(Beginning of Data extracts)

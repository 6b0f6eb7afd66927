use axum::Router;
use axum::extract::DefaultBodyLimit;
use axum::http::header::{AUTHORIZATION, CONTENT_TYPE};
use axum::http::{HeaderValue, Method};
use axum::routing::{get, post};
use tower::ServiceBuilder;
use tower_http::cors::CorsLayer;
use tower_http::trace::TraceLayer;

use crate::service::ServiceState;

mod chat;
mod error;
mod login;
mod media;

pub use error::ResponseError;

use chat::chat_page as chat;
use login::{check_session as check, handle_login as login};
use media::serve_media as media;

pub async fn healthcheck() -> &'static str {
    "ok"
}

fn cors_layer(service: &ServiceState) -> CorsLayer {
    let origins: Vec<HeaderValue> = service
        .config()
        .allowed_origins
        .iter()
        .filter_map(|origin| match origin.parse() {
            Ok(origin) => Some(origin),
            Err(_) => {
                tracing::warn!("ignoring unparsable allowed origin {origin:?}");
                None
            }
        })
        .collect();

    CorsLayer::new()
        .allow_origin(origins)
        .allow_methods([Method::GET, Method::POST, Method::OPTIONS])
        .allow_headers([CONTENT_TYPE, AUTHORIZATION])
        .allow_credentials(true)
}

pub fn create_app(service: ServiceState) -> Router {
    // The layers here go "top to bottom" according to the reading order here.
    let layer = ServiceBuilder::new()
        .layer(TraceLayer::new_for_http())
        .layer(cors_layer(&service))
        .layer(DefaultBodyLimit::max(64 * 1024));

    Router::new()
        .route("/api/login", post(login))
        .route("/api/check", get(check))
        .route("/api/chat", get(chat))
        .route("/api/media/:filename", get(media))
        .with_state(service)
        .layer(layer)
        // the healthcheck is last, as it will bypass all the middlewares
        .route("/healthcheck", get(healthcheck))
}

#[cfg(test)]
mod tests {
    use reqwest::StatusCode;
    use serde_json::json;

    use crate::test::{self, TestGateway};

    #[tokio::test]
    async fn test_healthcheck() {
        test::setup();
        let gateway = TestGateway::spawn(vec![], None).await;

        let response = gateway
            .client
            .get(gateway.url("/healthcheck"))
            .send()
            .await
            .unwrap();
        assert_eq!(response.status(), StatusCode::OK);
        assert_eq!(response.text().await.unwrap(), "ok");
    }

    #[tokio::test]
    async fn test_login_and_check() {
        test::setup();
        let gateway = TestGateway::spawn(vec![], None).await;

        // bad credentials
        let response = gateway
            .client
            .post(gateway.url("/api/login"))
            .json(&json!({ "username": test::DRIVE_USERNAME, "password": "wrong" }))
            .send()
            .await
            .unwrap();
        assert_eq!(response.status(), StatusCode::UNAUTHORIZED);
        let body: serde_json::Value = response.json().await.unwrap();
        assert_eq!(body["success"], json!(false));

        // an anonymous check reports logged out
        let response = gateway
            .client
            .get(gateway.url("/api/check"))
            .send()
            .await
            .unwrap();
        let body: serde_json::Value = response.json().await.unwrap();
        assert_eq!(body["loggedIn"], json!(false));

        // a token from a successful login checks out
        let token = gateway.login().await;
        let response = gateway
            .client
            .get(gateway.url("/api/check"))
            .bearer_auth(&token)
            .send()
            .await
            .unwrap();
        let body: serde_json::Value = response.json().await.unwrap();
        assert_eq!(body["loggedIn"], json!(true));
    }

    #[tokio::test]
    async fn test_chat_pagination() {
        test::setup();
        let messages: Vec<_> = (1..=120).map(|i| json!({ "id": i })).collect();
        let gateway = TestGateway::spawn(vec![], Some(&json!(messages))).await;

        let token = gateway.login().await;

        // unauthorized without a token
        let response = gateway
            .client
            .get(gateway.url("/api/chat"))
            .send()
            .await
            .unwrap();
        assert_eq!(response.status(), StatusCode::UNAUTHORIZED);

        // page 1 holds the newest 50 messages
        let response = gateway
            .client
            .get(gateway.url("/api/chat"))
            .bearer_auth(&token)
            .send()
            .await
            .unwrap();
        let body: serde_json::Value = response.json().await.unwrap();
        assert_eq!(body["page"], json!(1));
        assert_eq!(body["totalPages"], json!(3));
        let page = body["messages"].as_array().unwrap();
        assert_eq!(page.len(), 50);
        assert_eq!(page[0]["id"], json!(71));
        assert_eq!(page[49]["id"], json!(120));

        // the last page holds the remainder
        let response = gateway
            .client
            .get(gateway.url("/api/chat?page=3&pageSize=50"))
            .bearer_auth(&token)
            .send()
            .await
            .unwrap();
        let body: serde_json::Value = response.json().await.unwrap();
        let page = body["messages"].as_array().unwrap();
        assert_eq!(page.len(), 20);
        assert_eq!(page[0]["id"], json!(1));
    }

    #[tokio::test]
    async fn test_chat_without_log_is_a_server_error() {
        test::setup();
        let gateway = TestGateway::spawn(vec![], None).await;
        let token = gateway.login().await;

        let response = gateway
            .client
            .get(gateway.url("/api/chat"))
            .bearer_auth(&token)
            .send()
            .await
            .unwrap();
        assert_eq!(response.status(), StatusCode::INTERNAL_SERVER_ERROR);
    }

    #[tokio::test]
    async fn test_media_roundtrip_and_cache() {
        test::setup();
        let gateway =
            TestGateway::spawn(vec![("photo.jpg", b"jpeg bytes".to_vec())], None).await;
        let token = gateway.login().await;

        // unauthorized without a token
        let response = gateway
            .client
            .get(gateway.url("/api/media/photo.jpg"))
            .send()
            .await
            .unwrap();
        assert_eq!(response.status(), StatusCode::UNAUTHORIZED);
        assert_eq!(gateway.drive.stats().fetches, 0);

        // first authorized request downloads from the drive
        let response = gateway
            .client
            .get(gateway.url("/api/media/photo.jpg"))
            .bearer_auth(&token)
            .send()
            .await
            .unwrap();
        assert_eq!(response.status(), StatusCode::OK);
        assert_eq!(
            response.headers()[reqwest::header::CONTENT_TYPE],
            "image/jpeg"
        );
        assert_eq!(response.bytes().await.unwrap().as_ref(), b"jpeg bytes");
        assert_eq!(gateway.drive.stats().fetches, 1);

        // the second one is served from the cache
        let response = gateway
            .client
            .get(gateway.url("/api/media/photo.jpg"))
            .bearer_auth(&token)
            .send()
            .await
            .unwrap();
        assert_eq!(response.status(), StatusCode::OK);
        assert_eq!(response.bytes().await.unwrap().as_ref(), b"jpeg bytes");
        assert_eq!(gateway.drive.stats().fetches, 1);
    }

    #[tokio::test]
    async fn test_media_missing_object() {
        test::setup();
        let gateway = TestGateway::spawn(vec![], None).await;
        let token = gateway.login().await;

        let response = gateway
            .client
            .get(gateway.url("/api/media/absent.png"))
            .bearer_auth(&token)
            .send()
            .await
            .unwrap();
        assert_eq!(response.status(), StatusCode::NOT_FOUND);
    }

    #[tokio::test]
    async fn test_media_rejects_traversal() {
        test::setup();
        let gateway = TestGateway::spawn(vec![], None).await;
        let token = gateway.login().await;

        // encoded separators survive routing as a single path segment
        let response = gateway
            .client
            .get(gateway.url("/api/media/..%2F..%2Fetc%2Fpasswd"))
            .bearer_auth(&token)
            .send()
            .await
            .unwrap();
        assert_eq!(response.status(), StatusCode::BAD_REQUEST);
        // the request never reached the backend
        assert_eq!(gateway.drive.stats().logins, 0);
    }
}
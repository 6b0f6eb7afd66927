//! Media source types and related implementations.

use std::fmt;
use std::sync::Arc;

use serde::{Deserialize, Serialize};

mod clouddrive;
mod objectstore;
mod subprocess;

pub use clouddrive::*;
pub use objectstore::*;
pub use subprocess::*;

/// An identifier for media sources.
///
/// This is essentially a newtype for a string.
#[derive(Debug, Clone, Eq, PartialEq, Ord, PartialOrd, Hash, Serialize, Deserialize)]
pub struct SourceId(pub(crate) String);

impl SourceId {
    /// Creates a new [`SourceId`].
    pub fn new(id: impl Into<String>) -> Self {
        Self(id.into())
    }

    /// Deref the [`SourceId`] to a `&str`.
    pub fn as_str(&self) -> &str {
        &self.0
    }
}

impl fmt::Display for SourceId {
    fn fmt(&self, f: &mut fmt::Formatter) -> fmt::Result {
        write!(f, "{}", self.0)
    }
}

/// Configuration for an external media source.
///
/// Sources provide the ability to download media objects by key. Their
/// configuration is a combination of the location of the source plus any
/// required authentication.
#[derive(Clone, Debug, Deserialize, Serialize)]
#[serde(tag = "type", rename_all = "snake_case")]
pub enum SourceConfig {
    /// An S3-compatible object storage bucket (AWS S3, Cloudflare R2, ...).
    ObjectStore(Arc<ObjectStoreSourceConfig>),
    /// A consumer cloud-drive HTTP API with a per-attempt session.
    CloudDrive(Arc<CloudDriveSourceConfig>),
    /// An external fetch command invoked per object.
    Subprocess(Arc<SubprocessSourceConfig>),
}

impl SourceConfig {
    /// The unique identifier of this source.
    pub fn id(&self) -> &SourceId {
        match self {
            Self::ObjectStore(x) => &x.id,
            Self::CloudDrive(x) => &x.id,
            Self::Subprocess(x) => &x.id,
        }
    }

    /// Name of this source kind, used in logs.
    pub fn type_name(&self) -> &'static str {
        match self {
            Self::ObjectStore(..) => "objectstore",
            Self::CloudDrive(..) => "clouddrive",
            Self::Subprocess(..) => "subprocess",
        }
    }
}
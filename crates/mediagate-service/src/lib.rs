//! The core services of the mediagate server.
//!
//! This crate contains the media cache resolver, the eviction scheduler, the
//! download service with its per-backend adapters, the chat-log bootstrap,
//! and the configuration they all share. The HTTP surface lives in the
//! `mediagate` binary crate and talks to this crate exclusively through
//! [`caching::MediaCache`] and [`chatlog::ChatLog`].

pub mod caching;
pub mod chatlog;
pub mod config;
pub mod download;
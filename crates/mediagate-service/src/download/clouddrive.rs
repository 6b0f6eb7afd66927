//! Support to download from a consumer cloud-drive API.
//!
//! The drive requires a login handshake before every fetch. The resulting
//! session authorizes a folder lookup by name, a file lookup within that
//! folder, and the content download. The session is explicitly closed on
//! every exit path, success or failure, so no connection lingers on the
//! drive's side.

use futures::prelude::*;
use reqwest::{Client, StatusCode};
use serde::Deserialize;
use tokio::io::{AsyncWrite, AsyncWriteExt};
use url::Url;

use mediagate_sources::{CloudDriveSourceConfig, ObjectKey};

use crate::caching::{CacheEntry, CacheError};

#[derive(Debug, Deserialize)]
struct LoginResponse {
    auth: String,
}

#[derive(Debug, Deserialize)]
struct FolderResponse {
    #[serde(rename = "folderid")]
    folder_id: u64,
}

/// A logged-in drive session.
///
/// Holders must call [`close`](Self::close) when done; dropping the session
/// without closing it leaks a lingering connection on the drive's side.
struct DriveSession {
    token: String,
}

/// Downloader implementation that supports the cloud-drive source.
#[derive(Debug)]
pub struct CloudDriveDownloader {
    client: Client,
}

impl CloudDriveDownloader {
    pub fn new(client: Client) -> Self {
        Self { client }
    }

    fn api_url(base: &Url, segments: &[&str]) -> CacheEntry<Url> {
        let mut url = base.clone();
        url.path_segments_mut()
            .map_err(|_| CacheError::InternalError)?
            .pop_if_empty()
            .extend(segments);
        Ok(url)
    }

    async fn login(&self, source: &CloudDriveSourceConfig) -> CacheEntry<DriveSession> {
        let url = Self::api_url(&source.base_url, &["login"])?;
        let response = self
            .client
            .post(url)
            .json(&serde_json::json!({
                "username": source.username,
                "password": source.password,
            }))
            .send()
            .await?;

        match response.status() {
            status if status.is_success() => {
                let login: LoginResponse = response
                    .json()
                    .await
                    .map_err(|e| CacheError::DownloadError(e.to_string()))?;
                Ok(DriveSession { token: login.auth })
            }
            StatusCode::UNAUTHORIZED | StatusCode::FORBIDDEN => Err(CacheError::PermissionDenied(
                "cloud drive login rejected".to_string(),
            )),
            status => Err(CacheError::DownloadError(format!(
                "cloud drive login failed: {status}"
            ))),
        }
    }

    async fn close(&self, source: &CloudDriveSourceConfig, session: DriveSession) {
        let Ok(url) = Self::api_url(&source.base_url, &["logout"]) else {
            return;
        };
        let result = self
            .client
            .post(url)
            .bearer_auth(&session.token)
            .send()
            .await;
        if let Err(err) = result {
            let dynerr: &dyn std::error::Error = &err;
            tracing::debug!(error = dynerr, "failed to close cloud drive session");
        }
    }

    /// Looks up the configured folder, then the file within it, and streams
    /// the content into `destination`.
    async fn fetch_into(
        &self,
        session: &DriveSession,
        source: &CloudDriveSourceConfig,
        key: &ObjectKey,
        destination: impl AsyncWrite + Unpin,
    ) -> CacheEntry {
        let folder_url = Self::api_url(&source.base_url, &["folders"])?;
        let response = self
            .client
            .get(folder_url)
            .query(&[("name", source.folder.as_str())])
            .bearer_auth(&session.token)
            .send()
            .await?;

        let folder: FolderResponse = match response.status() {
            status if status.is_success() => response
                .json()
                .await
                .map_err(|e| CacheError::DownloadError(e.to_string()))?,
            // The expected folder not existing is terminal, unlike a flaky
            // network error.
            StatusCode::NOT_FOUND => return Err(CacheError::NotFound),
            status => {
                return Err(CacheError::DownloadError(format!(
                    "cloud drive folder lookup failed: {status}"
                )));
            }
        };

        let file_url = Self::api_url(
            &source.base_url,
            &["folders", &folder.folder_id.to_string(), "files", key.as_str()],
        )?;
        let response = self
            .client
            .get(file_url)
            .bearer_auth(&session.token)
            .send()
            .await?;

        match response.status() {
            status if status.is_success() => {
                self.stream_body(response, destination).await
            }
            StatusCode::NOT_FOUND => Err(CacheError::NotFound),
            status => Err(CacheError::DownloadError(format!(
                "cloud drive file download failed: {status}"
            ))),
        }
    }

    async fn stream_body(
        &self,
        response: reqwest::Response,
        mut destination: impl AsyncWrite + Unpin,
    ) -> CacheEntry {
        let mut stream = response.bytes_stream().map_err(CacheError::from);
        while let Some(chunk) = stream.next().await.transpose()? {
            destination.write_all(&chunk).await?;
        }
        Ok(())
    }

    /// Downloads a file from the cloud drive.
    ///
    /// A fresh session is established for the attempt and closed again on
    /// every exit path.
    pub async fn download_source(
        &self,
        source: &CloudDriveSourceConfig,
        key: &ObjectKey,
        destination: impl AsyncWrite + Unpin,
    ) -> CacheEntry {
        tracing::debug!("Fetching media file `{}` from cloud drive", key);

        let session = self.login(source).await?;
        let result = self.fetch_into(&session, source, key, destination).await;
        self.close(source, session).await;
        result
    }
}

#[cfg(test)]
mod tests {
    use super::*;

    use mediagate_test::FakeDrive;

    fn downloader() -> CloudDriveDownloader {
        CloudDriveDownloader::new(Client::new())
    }

    #[tokio::test]
    async fn test_download_source() {
        mediagate_test::setup();

        let drive = FakeDrive::spawn(vec![("photo.jpg", b"jpeg bytes".to_vec())]).await;
        let source = drive.source_config("drive");

        let mut destination = Vec::new();
        let key = ObjectKey::new("photo.jpg").unwrap();
        downloader()
            .download_source(&source, &key, &mut destination)
            .await
            .unwrap();

        assert_eq!(destination, b"jpeg bytes");
        let stats = drive.stats();
        assert_eq!(stats.logins, 1);
        assert_eq!(stats.logouts, 1);
    }

    #[tokio::test]
    async fn test_download_source_missing_closes_session() {
        mediagate_test::setup();

        let drive = FakeDrive::spawn(vec![]).await;
        let source = drive.source_config("drive");

        let mut destination = Vec::new();
        let key = ObjectKey::new("absent.mp4").unwrap();
        let result = downloader()
            .download_source(&source, &key, &mut destination)
            .await;

        assert_eq!(result, Err(CacheError::NotFound));
        // the session is closed on the failure path too
        let stats = drive.stats();
        assert_eq!(stats.logins, 1);
        assert_eq!(stats.logouts, 1);
    }

    #[tokio::test]
    async fn test_bad_credentials() {
        mediagate_test::setup();

        let drive = FakeDrive::spawn(vec![]).await;
        let mut source = drive.source_config("drive");
        {
            let cfg = std::sync::Arc::make_mut(&mut source);
            cfg.password = "wrong".to_owned();
        }

        let mut destination = Vec::new();
        let key = ObjectKey::new("photo.jpg").unwrap();
        let result = downloader()
            .download_source(&source, &key, &mut destination)
            .await;

        assert!(matches!(result, Err(CacheError::PermissionDenied(_))));
        assert_eq!(drive.stats().logouts, 0);
    }

    #[tokio::test]
    async fn test_missing_folder() {
        mediagate_test::setup();

        let drive = FakeDrive::spawn(vec![("photo.jpg", b"jpeg bytes".to_vec())]).await;
        let mut source = drive.source_config("drive");
        {
            let cfg = std::sync::Arc::make_mut(&mut source);
            cfg.folder = "does-not-exist".to_owned();
        }

        let mut destination = Vec::new();
        let key = ObjectKey::new("photo.jpg").unwrap();
        let result = downloader()
            .download_source(&source, &key, &mut destination)
            .await;

        assert_eq!(result, Err(CacheError::NotFound));
        assert_eq!(drive.stats().logouts, 1);
    }
}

(End of Data extracts)

Among the entries above, the lines between the ones containing "fetch. The resulting" and "use serde::Deserialize;", inclusive, are to be transcribed exactly. No other line is to be given.

* [Task answer]:
//! The drive requires a login handshake before every fetch. The resulting
//! session authorizes a folder lookup by name, a file lookup within that
//! folder, and the content download. The session is explicitly closed on
//! every exit path, success or failure, so no connection lingers on the
//! drive's side.

use futures::prelude::*;
use reqwest::{Client, StatusCode};
use serde::Deserialize;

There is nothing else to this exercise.